# [What you need to do]
Every line of the entries below from the one containing "quando não há." to the one containing "tokenizador do modelo.", both ends included, must be written out exactly. No other line belongs in the answer.

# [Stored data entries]
################

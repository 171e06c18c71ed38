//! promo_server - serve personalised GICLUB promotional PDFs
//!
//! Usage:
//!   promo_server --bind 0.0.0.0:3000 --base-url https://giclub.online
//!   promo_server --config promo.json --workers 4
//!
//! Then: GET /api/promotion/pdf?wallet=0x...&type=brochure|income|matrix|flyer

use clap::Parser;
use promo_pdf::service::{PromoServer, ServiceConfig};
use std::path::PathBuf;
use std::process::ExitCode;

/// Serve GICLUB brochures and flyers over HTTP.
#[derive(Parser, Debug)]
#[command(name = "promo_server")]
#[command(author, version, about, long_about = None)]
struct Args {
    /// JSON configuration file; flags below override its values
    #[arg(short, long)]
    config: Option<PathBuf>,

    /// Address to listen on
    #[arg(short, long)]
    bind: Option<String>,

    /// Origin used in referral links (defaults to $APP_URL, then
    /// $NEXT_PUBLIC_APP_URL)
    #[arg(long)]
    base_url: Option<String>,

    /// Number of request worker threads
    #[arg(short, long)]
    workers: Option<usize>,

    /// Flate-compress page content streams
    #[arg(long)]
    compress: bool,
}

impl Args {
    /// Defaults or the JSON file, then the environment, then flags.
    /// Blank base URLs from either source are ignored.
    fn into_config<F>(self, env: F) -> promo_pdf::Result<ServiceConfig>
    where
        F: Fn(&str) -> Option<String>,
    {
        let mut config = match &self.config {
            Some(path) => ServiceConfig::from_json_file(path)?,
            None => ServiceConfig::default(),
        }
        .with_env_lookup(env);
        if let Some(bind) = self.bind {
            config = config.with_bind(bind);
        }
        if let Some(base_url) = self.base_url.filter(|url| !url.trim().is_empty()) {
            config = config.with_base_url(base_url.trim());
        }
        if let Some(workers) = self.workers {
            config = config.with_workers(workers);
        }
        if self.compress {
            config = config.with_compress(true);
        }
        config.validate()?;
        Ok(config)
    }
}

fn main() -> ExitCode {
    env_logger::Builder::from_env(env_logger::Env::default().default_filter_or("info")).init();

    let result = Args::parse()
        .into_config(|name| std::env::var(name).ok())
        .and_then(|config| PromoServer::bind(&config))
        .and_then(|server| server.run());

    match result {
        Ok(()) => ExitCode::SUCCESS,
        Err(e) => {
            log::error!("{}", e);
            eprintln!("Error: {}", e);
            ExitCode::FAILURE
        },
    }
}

################

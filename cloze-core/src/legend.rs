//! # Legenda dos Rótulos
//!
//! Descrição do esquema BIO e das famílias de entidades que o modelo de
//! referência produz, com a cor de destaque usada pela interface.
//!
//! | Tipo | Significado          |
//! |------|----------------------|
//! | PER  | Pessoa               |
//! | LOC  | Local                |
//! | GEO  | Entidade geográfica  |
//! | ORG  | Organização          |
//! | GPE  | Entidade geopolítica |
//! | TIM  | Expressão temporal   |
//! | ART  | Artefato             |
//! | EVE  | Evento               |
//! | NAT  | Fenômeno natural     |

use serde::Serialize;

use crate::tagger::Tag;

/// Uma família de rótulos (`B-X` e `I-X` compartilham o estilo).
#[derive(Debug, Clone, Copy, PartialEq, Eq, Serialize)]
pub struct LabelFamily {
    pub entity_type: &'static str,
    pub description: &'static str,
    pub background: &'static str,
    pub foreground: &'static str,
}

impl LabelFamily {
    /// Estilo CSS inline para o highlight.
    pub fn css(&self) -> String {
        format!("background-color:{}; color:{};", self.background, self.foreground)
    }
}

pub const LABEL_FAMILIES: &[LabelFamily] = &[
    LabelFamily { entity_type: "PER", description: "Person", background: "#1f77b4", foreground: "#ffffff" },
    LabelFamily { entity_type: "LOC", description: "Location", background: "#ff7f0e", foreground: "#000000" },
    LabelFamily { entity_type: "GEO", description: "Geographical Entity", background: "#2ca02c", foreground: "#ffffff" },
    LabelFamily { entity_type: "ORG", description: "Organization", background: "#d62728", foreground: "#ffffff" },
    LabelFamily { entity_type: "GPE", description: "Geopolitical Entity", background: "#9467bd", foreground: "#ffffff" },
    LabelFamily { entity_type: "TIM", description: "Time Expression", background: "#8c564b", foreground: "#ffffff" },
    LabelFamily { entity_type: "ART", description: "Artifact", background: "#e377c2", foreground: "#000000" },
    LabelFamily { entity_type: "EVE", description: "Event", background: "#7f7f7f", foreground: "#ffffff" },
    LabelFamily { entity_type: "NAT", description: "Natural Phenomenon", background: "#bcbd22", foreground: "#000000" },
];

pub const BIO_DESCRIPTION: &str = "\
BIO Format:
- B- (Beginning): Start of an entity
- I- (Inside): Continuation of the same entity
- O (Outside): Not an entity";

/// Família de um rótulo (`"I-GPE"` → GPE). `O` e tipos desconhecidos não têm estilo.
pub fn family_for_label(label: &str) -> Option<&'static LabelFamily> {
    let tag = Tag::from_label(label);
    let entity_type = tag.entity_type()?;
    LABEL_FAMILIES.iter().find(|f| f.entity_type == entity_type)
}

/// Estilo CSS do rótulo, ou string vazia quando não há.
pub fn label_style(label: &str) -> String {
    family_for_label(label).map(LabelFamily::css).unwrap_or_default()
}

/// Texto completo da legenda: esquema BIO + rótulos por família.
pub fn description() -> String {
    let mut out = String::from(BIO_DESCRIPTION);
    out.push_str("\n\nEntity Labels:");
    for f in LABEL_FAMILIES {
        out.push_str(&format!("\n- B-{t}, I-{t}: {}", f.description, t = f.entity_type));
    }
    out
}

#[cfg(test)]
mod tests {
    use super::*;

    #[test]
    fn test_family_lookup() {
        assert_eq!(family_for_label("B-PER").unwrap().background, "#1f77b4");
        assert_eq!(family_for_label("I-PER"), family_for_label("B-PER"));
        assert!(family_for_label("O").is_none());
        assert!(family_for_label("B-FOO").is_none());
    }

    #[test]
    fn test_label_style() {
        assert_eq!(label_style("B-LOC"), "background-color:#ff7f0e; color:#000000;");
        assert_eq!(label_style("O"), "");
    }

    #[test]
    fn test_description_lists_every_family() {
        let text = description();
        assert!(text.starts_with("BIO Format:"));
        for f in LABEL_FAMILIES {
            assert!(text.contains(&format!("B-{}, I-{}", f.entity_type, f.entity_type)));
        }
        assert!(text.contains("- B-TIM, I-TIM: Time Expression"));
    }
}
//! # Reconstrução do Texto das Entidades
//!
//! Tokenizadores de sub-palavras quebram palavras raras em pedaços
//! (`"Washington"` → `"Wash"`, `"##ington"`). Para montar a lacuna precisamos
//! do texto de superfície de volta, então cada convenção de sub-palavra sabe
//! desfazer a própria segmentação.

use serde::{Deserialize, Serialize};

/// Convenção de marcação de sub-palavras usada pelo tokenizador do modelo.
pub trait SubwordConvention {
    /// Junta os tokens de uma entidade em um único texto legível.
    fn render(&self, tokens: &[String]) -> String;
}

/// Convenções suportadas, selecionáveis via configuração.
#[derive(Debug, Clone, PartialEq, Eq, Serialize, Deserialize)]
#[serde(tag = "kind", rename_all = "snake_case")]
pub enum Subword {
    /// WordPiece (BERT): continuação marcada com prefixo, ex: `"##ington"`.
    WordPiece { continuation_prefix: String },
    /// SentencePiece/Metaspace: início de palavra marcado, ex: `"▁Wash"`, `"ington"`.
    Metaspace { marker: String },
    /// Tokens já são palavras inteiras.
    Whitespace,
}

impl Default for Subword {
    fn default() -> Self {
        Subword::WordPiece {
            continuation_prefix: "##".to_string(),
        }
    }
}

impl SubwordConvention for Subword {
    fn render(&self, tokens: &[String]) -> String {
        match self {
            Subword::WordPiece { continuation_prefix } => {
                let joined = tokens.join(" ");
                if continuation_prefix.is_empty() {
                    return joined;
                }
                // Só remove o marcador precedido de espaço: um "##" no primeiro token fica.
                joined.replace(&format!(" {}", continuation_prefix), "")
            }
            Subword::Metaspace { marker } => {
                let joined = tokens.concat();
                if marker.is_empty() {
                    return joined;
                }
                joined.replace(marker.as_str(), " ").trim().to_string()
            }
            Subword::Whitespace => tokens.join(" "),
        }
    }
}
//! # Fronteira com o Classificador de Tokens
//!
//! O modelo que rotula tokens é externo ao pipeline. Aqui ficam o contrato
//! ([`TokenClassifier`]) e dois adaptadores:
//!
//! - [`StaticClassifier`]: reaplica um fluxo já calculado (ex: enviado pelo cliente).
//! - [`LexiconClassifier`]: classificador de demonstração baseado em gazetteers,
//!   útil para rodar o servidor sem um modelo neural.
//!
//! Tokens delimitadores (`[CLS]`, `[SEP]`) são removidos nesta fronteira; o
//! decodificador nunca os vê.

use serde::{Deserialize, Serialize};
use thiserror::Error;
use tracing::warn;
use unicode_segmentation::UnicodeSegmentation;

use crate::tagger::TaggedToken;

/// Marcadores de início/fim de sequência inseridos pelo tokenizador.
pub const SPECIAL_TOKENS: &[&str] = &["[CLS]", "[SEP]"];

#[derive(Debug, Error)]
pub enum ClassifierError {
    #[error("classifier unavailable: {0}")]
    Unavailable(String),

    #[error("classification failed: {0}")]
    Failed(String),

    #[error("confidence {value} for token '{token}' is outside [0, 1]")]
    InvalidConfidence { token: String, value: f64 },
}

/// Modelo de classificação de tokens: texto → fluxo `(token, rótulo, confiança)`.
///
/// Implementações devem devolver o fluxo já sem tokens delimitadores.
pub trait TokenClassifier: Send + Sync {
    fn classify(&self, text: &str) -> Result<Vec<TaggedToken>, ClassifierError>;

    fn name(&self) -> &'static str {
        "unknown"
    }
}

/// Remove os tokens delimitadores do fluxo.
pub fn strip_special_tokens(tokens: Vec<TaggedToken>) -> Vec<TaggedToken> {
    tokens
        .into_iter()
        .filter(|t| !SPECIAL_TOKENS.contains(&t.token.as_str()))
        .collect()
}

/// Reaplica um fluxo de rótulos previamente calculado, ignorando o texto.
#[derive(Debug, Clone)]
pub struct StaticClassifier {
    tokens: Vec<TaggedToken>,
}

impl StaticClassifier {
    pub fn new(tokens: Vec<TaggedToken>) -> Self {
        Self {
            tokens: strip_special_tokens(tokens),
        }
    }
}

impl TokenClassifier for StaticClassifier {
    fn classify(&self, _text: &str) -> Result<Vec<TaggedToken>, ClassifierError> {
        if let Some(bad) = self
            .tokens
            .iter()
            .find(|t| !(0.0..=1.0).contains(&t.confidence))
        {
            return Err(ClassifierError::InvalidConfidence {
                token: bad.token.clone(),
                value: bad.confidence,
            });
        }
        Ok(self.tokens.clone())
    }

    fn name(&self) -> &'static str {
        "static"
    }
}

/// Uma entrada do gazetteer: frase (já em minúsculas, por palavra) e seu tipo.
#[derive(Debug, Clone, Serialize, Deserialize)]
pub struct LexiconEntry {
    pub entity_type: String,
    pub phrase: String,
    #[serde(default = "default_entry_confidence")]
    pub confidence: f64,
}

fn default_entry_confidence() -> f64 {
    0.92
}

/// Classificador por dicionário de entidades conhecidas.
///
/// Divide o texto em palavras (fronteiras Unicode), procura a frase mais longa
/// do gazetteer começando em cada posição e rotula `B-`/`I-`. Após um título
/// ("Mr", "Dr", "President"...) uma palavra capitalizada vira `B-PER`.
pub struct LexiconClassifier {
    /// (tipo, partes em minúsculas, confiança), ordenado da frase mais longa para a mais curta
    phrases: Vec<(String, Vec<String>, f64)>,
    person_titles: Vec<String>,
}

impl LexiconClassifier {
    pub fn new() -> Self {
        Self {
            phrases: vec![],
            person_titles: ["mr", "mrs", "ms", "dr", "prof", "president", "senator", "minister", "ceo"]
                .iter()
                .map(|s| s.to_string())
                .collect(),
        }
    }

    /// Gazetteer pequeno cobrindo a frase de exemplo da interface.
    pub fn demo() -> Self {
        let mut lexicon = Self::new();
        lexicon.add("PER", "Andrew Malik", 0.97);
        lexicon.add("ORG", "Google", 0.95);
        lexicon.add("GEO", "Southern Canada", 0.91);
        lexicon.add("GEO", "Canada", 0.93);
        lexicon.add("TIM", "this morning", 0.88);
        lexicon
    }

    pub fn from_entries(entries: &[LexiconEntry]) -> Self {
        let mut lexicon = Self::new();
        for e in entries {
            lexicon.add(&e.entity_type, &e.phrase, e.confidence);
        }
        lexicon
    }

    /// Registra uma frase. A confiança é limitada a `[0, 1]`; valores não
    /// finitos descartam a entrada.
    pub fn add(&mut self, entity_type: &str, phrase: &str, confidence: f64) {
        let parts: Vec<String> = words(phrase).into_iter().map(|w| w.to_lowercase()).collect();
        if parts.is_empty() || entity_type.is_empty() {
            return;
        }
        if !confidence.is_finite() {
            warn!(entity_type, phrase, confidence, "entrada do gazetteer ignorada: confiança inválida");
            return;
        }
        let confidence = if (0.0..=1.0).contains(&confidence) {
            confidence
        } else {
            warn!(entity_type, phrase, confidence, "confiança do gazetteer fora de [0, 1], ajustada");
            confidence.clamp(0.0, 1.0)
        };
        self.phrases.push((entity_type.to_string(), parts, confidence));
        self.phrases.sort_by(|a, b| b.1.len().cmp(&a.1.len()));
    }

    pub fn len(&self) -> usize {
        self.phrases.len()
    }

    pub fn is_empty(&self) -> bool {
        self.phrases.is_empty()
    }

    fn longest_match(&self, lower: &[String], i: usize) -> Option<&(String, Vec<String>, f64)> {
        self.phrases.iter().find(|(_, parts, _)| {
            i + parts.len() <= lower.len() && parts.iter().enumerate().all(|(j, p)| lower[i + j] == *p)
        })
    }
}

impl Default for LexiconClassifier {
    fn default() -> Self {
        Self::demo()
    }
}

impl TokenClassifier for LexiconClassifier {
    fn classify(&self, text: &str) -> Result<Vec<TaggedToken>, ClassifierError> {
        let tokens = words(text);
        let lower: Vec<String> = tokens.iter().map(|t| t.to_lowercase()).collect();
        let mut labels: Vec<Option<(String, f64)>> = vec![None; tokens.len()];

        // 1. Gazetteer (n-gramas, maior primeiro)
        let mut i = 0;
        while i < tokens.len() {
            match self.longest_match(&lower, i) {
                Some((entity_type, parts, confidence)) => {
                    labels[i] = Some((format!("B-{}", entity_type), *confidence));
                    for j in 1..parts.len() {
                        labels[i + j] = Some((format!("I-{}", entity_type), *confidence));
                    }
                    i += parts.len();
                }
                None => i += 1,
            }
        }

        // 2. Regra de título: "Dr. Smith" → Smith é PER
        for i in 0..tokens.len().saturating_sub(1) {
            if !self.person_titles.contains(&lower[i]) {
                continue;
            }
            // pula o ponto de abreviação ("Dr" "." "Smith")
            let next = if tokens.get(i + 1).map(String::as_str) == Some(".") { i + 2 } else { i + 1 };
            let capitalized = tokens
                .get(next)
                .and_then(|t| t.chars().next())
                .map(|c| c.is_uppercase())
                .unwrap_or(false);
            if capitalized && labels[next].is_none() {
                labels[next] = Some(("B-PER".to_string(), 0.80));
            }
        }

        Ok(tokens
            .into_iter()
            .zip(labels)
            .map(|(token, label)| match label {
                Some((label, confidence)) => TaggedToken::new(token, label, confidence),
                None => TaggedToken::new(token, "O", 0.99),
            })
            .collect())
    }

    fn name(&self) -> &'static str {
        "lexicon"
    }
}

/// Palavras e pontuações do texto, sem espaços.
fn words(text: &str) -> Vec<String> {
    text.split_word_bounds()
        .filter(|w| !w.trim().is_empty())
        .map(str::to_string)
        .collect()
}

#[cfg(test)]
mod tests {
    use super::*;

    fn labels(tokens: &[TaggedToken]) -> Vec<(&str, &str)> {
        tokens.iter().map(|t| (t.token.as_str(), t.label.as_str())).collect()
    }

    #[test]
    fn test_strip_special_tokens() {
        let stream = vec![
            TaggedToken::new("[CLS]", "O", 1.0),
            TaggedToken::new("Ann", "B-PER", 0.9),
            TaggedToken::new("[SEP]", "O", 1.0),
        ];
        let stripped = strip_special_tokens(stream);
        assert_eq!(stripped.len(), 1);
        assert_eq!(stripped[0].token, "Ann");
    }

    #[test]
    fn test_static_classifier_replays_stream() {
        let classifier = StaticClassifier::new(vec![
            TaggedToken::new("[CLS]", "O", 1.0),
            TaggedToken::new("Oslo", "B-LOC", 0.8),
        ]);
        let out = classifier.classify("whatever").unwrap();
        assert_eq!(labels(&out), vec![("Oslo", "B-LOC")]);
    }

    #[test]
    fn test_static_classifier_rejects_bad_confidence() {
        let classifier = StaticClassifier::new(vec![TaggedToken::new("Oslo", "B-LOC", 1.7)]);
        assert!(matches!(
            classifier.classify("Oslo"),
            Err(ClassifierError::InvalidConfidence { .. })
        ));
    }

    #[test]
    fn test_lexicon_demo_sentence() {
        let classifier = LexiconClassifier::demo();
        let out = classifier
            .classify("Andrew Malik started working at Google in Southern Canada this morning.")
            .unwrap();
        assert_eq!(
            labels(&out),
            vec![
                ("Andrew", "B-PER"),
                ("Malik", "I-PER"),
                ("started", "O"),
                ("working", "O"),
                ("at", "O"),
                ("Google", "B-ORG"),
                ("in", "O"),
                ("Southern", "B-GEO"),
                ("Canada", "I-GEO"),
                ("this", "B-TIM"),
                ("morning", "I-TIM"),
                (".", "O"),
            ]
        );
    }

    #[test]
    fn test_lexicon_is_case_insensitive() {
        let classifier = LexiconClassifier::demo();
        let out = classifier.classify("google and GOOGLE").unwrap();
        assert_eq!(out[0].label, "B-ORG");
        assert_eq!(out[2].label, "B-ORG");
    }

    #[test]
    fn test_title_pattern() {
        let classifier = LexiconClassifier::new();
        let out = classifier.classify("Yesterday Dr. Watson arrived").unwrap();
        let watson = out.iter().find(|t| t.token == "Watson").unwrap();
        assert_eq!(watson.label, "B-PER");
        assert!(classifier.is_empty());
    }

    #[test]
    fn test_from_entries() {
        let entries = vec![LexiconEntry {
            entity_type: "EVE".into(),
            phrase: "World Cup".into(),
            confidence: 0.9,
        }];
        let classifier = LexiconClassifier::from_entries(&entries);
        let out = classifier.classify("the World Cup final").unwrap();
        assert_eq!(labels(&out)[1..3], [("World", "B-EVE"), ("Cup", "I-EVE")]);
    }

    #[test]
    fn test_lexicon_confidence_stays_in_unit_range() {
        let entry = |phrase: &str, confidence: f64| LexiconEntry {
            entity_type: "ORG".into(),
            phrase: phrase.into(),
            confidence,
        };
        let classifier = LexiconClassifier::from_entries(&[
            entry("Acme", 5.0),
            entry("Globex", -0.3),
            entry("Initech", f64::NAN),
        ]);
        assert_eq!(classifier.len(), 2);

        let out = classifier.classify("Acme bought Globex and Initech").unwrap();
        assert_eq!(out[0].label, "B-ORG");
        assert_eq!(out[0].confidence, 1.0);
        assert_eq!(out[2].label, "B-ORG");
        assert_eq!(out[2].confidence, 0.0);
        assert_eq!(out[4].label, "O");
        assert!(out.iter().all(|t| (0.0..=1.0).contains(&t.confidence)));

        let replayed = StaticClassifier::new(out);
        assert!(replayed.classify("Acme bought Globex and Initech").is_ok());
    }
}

################

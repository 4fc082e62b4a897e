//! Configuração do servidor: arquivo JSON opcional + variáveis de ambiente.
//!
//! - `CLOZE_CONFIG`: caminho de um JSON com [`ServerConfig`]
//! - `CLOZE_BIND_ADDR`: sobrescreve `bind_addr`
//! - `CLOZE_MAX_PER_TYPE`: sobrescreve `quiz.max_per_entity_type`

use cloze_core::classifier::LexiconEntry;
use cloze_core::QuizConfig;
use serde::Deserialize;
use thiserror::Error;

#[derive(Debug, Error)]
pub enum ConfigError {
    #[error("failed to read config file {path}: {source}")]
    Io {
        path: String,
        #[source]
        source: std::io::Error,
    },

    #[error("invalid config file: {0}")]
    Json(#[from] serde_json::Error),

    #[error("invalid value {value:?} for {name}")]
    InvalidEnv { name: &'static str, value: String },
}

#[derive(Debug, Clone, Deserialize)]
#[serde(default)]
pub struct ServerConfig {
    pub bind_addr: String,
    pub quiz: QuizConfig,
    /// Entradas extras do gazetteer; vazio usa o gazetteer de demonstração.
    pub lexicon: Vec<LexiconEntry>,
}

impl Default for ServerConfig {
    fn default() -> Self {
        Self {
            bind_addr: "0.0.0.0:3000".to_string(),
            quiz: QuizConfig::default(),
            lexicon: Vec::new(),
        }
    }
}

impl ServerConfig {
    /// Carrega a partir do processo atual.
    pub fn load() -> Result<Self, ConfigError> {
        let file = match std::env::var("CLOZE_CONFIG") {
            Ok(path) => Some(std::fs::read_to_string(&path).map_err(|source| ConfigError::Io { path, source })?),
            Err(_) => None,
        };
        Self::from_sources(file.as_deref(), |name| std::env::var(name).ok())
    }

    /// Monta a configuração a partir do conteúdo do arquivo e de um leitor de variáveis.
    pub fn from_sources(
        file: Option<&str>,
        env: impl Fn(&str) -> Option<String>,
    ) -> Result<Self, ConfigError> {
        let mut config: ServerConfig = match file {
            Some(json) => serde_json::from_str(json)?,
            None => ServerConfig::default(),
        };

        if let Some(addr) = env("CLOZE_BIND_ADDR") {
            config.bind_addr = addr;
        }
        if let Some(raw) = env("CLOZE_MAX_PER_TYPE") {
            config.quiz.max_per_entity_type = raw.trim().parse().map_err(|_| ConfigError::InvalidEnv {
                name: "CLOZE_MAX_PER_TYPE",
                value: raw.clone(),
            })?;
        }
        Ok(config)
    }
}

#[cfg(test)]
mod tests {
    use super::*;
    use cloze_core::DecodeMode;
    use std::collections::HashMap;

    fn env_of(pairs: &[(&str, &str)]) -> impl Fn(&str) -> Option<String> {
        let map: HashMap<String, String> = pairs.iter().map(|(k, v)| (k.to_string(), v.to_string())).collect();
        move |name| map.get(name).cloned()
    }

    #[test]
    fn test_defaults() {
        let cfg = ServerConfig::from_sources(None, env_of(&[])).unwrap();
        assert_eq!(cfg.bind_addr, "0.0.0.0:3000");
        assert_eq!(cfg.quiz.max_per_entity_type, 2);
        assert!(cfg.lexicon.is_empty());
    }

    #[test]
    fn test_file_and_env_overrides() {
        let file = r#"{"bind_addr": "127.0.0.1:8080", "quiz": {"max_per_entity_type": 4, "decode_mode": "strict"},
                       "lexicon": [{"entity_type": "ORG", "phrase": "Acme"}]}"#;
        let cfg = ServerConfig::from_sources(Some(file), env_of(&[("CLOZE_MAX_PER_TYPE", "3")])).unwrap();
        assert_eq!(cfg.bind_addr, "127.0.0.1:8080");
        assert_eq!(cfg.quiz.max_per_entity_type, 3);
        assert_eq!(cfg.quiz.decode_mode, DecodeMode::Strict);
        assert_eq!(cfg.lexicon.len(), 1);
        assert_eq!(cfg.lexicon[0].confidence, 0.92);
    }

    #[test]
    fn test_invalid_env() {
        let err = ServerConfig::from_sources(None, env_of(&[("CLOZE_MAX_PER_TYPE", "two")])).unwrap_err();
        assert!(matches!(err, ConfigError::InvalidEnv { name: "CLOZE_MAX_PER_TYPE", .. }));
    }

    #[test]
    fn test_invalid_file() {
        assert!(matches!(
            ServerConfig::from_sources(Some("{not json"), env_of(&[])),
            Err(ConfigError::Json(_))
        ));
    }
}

################

# [Response to the task]
/// Estilo CSS do rótulo, ou string vazia quando não há.
pub fn label_style(label: &str) -> String {
    family_for_label(label).map(LabelFamily::css).unwrap_or_default()
}

/// Texto completo da legenda: esquema BIO + rótulos por família.
pub fn description() -> String {
    let mut out = String::from(BIO_DESCRIPTION);
    out.push_str("\n\nEntity Labels:");
    for f in LABEL_FAMILIES {
        out.push_str(&format!("\n- B-{t}, I-{t}: {}", f.description, t = f.entity_type));
    }
    out
}

#[cfg(test)]
mod tests {
    use super::*;

    #[test]
    fn test_family_lookup() {
        assert_eq!(family_for_label("B-PER").unwrap().background, "#1f77b4");
        assert_eq!(family_for_label("I-PER"), family_for_label("B-PER"));
        assert!(family_for_label("O").is_none());
        assert!(family_for_label("B-FOO").is_none());
    }

    #[test]
    fn test_label_style() {
        assert_eq!(label_style("B-LOC"), "background-color:#ff7f0e; color:#000000;");
        assert_eq!(label_style("O"), "");
    }

    #[test]
    fn test_description_lists_every_family() {
        let text = description();
        assert!(text.starts_with("BIO Format:"));
        for f in LABEL_FAMILIES {
            assert!(text.contains(&format!("B-{}, I-{}", f.entity_type, f.entity_type)));
        }
        assert!(text.contains("- B-TIM, I-TIM: Time Expression"));
    }
}
//! # Reconstrução do Texto das Entidades
//!
//! Tokenizadores de sub-palavras quebram palavras raras em pedaços
//! (`"Washington"` → `"Wash"`, `"##ington"`). Para montar a lacuna precisamos
//! do texto de superfície de volta, então cada convenção de sub-palavra sabe
//! desfazer a própria segmentação.

use serde::{Deserialize, Serialize};

/// Convenção de marcação de sub-palavras usada pelo tokenizador do modelo.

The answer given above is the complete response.